- _WHAT THE TASK REQUIRES_: Each line of the data holding "ScriptedExecutor" should be found and copied.

- _SUPPLIED RECORDS_:
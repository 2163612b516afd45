//! Reconnect and statement-cache behaviour of the ConnectionManager, driven
//! through a scripted executor.

use std::sync::Arc;
use std::sync::atomic::{AtomicUsize, Ordering};
use std::time::Duration;

use async_trait::async_trait;
use flowstate::StoreError;
use flowstate::query::NamedArgs;
use flowstate::storage::relational::{
    ConnectionManager, Dialect, Record, RetryPolicy, SqlExecutor, SqlFailure, is_transient,
};
use serde_json::{Map, Value, json};

/// Fails the first `fail_first` physical calls with `message`, then succeeds.
struct ScriptedExecutor {
    fail_first: usize,
    message: &'static str,
    calls: AtomicUsize,
    executed: AtomicUsize,
}

impl ScriptedExecutor {
    fn new(fail_first: usize, message: &'static str) -> Arc<Self> {
        Arc::new(Self {
            fail_first,
            message,
            calls: AtomicUsize::new(0),
            executed: AtomicUsize::new(0),
        })
    }

    fn next(&self) -> Result<(), SqlFailure> {
        let n = self.calls.fetch_add(1, Ordering::SeqCst);
        if n < self.fail_first {
            Err(SqlFailure::new(self.message))
        } else {
            Ok(())
        }
    }

    fn calls(&self) -> usize {
        self.calls.load(Ordering::SeqCst)
    }
}

#[async_trait]
impl SqlExecutor for ScriptedExecutor {
    async fn ping(&self) -> Result<(), SqlFailure> {
        self.next()
    }

    async fn fetch(&self, _sql: &str, args: &[Value]) -> Result<Vec<Record>, SqlFailure> {
        self.next()?;
        let mut row = Map::new();
        row.insert("args".to_string(), Value::from(args.len()));
        Ok(vec![Record::new(row)])
    }

    async fn execute(&self, _sql: &str, _args: &[Value]) -> Result<u64, SqlFailure> {
        self.next()?;
        self.executed.fetch_add(1, Ordering::SeqCst);
        Ok(1)
    }

    fn dialect(&self) -> Dialect {
        Dialect::Sqlite
    }

    fn max_connections(&self) -> usize {
        4
    }
}

fn manager(executor: Arc<ScriptedExecutor>, max_attempts: u32) -> ConnectionManager {
    ConnectionManager::new(
        executor,
        RetryPolicy {
            max_attempts,
            delay: Duration::ZERO,
        },
    )
}

#[tokio::test]
async fn transient_failure_reconnects_and_retries_once() {
    // fetch fails, first ping fails, second ping succeeds, fetch is retried.
    let executor = ScriptedExecutor::new(2, "dial tcp 10.0.0.5:5432: connection refused");
    let conn = manager(executor.clone(), 3);

    let rows = conn
        .query(
            "select * from steps where flowinstanceid = ?flowId",
            &NamedArgs::new().with("flowId", "f1"),
        )
        .await
        .unwrap();

    assert_eq!(rows.len(), 1);
    assert_eq!(rows[0].get("args"), Some(&json!(1)));
    assert!(conn.details().await.connected);
}

#[tokio::test]
async fn fatal_failure_is_not_retried() {
    let executor = ScriptedExecutor::new(1, "syntax error at or near \"form\"");
    let conn = manager(executor.clone(), 3);

    let err = conn
        .exec("delete form steps", &NamedArgs::new())
        .await
        .unwrap_err();

    assert!(matches!(err, StoreError::Backend(_)));
    assert_eq!(err.status_code(), 500);
    assert_eq!(executor.calls(), 1);
}

#[tokio::test]
async fn exhausted_reconnect_reports_unavailable() {
    let executor = ScriptedExecutor::new(usize::MAX, "i/o timeout");
    let conn = manager(executor.clone(), 2);

    let err = conn
        .exec("delete from steps", &NamedArgs::new())
        .await
        .unwrap_err();

    match &err {
        StoreError::Unavailable { attempts, message } => {
            assert_eq!(*attempts, 2);
            assert!(message.contains("i/o timeout"));
        }
        other => panic!("unexpected error: {:?}", other),
    }
    assert_eq!(err.status_code(), 503);
    // One failed statement, one immediate ping, two budgeted pings.
    assert_eq!(executor.calls(), 4);
    assert!(!conn.details().await.connected);
}

#[tokio::test]
async fn zero_budget_still_tries_immediate_ping() {
    let executor = ScriptedExecutor::new(2, "connection reset by peer");
    let conn = manager(executor.clone(), 0);

    let err = conn
        .exec("delete from steps", &NamedArgs::new())
        .await
        .unwrap_err();
    assert!(matches!(err, StoreError::Unavailable { attempts: 0, .. }));
    assert_eq!(executor.calls(), 2);
}

#[tokio::test]
async fn start_waits_for_backend() {
    let executor = ScriptedExecutor::new(2, "Connection refused (os error 111)");
    let conn = manager(executor.clone(), 5);
    conn.start().await.unwrap();

    let details = conn.details().await;
    assert!(details.connected);
    // The scripted rows carry no count column, so no tables are seen.
    assert!(!details.tables_exist);
}

#[tokio::test]
async fn start_gives_up_on_fatal_error() {
    let executor = ScriptedExecutor::new(1, "password authentication failed for user \"flow\"");
    let conn = manager(executor.clone(), 5);
    let err = conn.start().await.unwrap_err();
    assert!(matches!(err, StoreError::Backend(_)));
}

#[tokio::test]
async fn statements_are_cached_by_template() {
    let executor = ScriptedExecutor::new(0, "");
    let conn = manager(executor.clone(), 1);
    let template = "update flowstate set status = ?status where flowinstanceid = ?flowId";

    for id in ["a", "b", "c"] {
        conn.exec(
            template,
            &NamedArgs::new().with("status", "Completed").with("flowId", id),
        )
        .await
        .unwrap();
    }
    assert_eq!(conn.cached_statements().await, 1);
    assert_eq!(executor.executed.load(Ordering::SeqCst), 3);

    let first = conn.prepare(template).await.unwrap();
    let second = conn.prepare(template).await.unwrap();
    assert!(Arc::ptr_eq(&first, &second));
}

#[tokio::test]
async fn missing_argument_never_reaches_database() {
    let executor = ScriptedExecutor::new(0, "");
    let conn = manager(executor.clone(), 1);

    let err = conn
        .exec("delete from steps where stepid >= ?stepId", &NamedArgs::new())
        .await
        .unwrap_err();
    assert!(matches!(err, StoreError::Rewrite(_)));
    assert_eq!(err.status_code(), 400);
    assert_eq!(executor.calls(), 0);
}

#[test]
fn classification_of_driver_messages() {
    let transient = [
        "dial tcp: lookup db.internal: no such host",
        "read tcp 10.0.0.1:5432: i/o timeout",
        "connection reset by peer",
        "pool timed out while waiting for an open connection",
        "network is unreachable",
    ];
    for message in transient {
        assert!(is_transient(&SqlFailure::new(message)), "{}", message);
    }

    let fatal = [
        "duplicate key value violates unique constraint",
        "relation \"steps\" does not exist",
        "syntax error at end of input",
    ];
    for message in fatal {
        assert!(!is_transient(&SqlFailure::new(message)), "{}", message);
    }

    let broken = SqlFailure {
        message: "unexpected eof".to_string(),
        bad_connection: true,
    };
    assert!(is_transient(&broken));
}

- _ANSWER BOX_:
struct ScriptedExecutor {
impl ScriptedExecutor {
impl SqlExecutor for ScriptedExecutor {
fn manager(executor: Arc<ScriptedExecutor>, max_attempts: u32) -> ConnectionManager {
    let executor = ScriptedExecutor::new(2, "dial tcp 10.0.0.5:5432: connection refused");
    let executor = ScriptedExecutor::new(1, "syntax error at or near \"form\"");
    let executor = ScriptedExecutor::new(usize::MAX, "i/o timeout");
    let executor = ScriptedExecutor::new(2, "connection reset by peer");
    let executor = ScriptedExecutor::new(2, "Connection refused (os error 111)");
    let executor = ScriptedExecutor::new(1, "password authentication failed for user \"flow\"");
    let executor = ScriptedExecutor::new(0, "");
    let executor = ScriptedExecutor::new(0, "");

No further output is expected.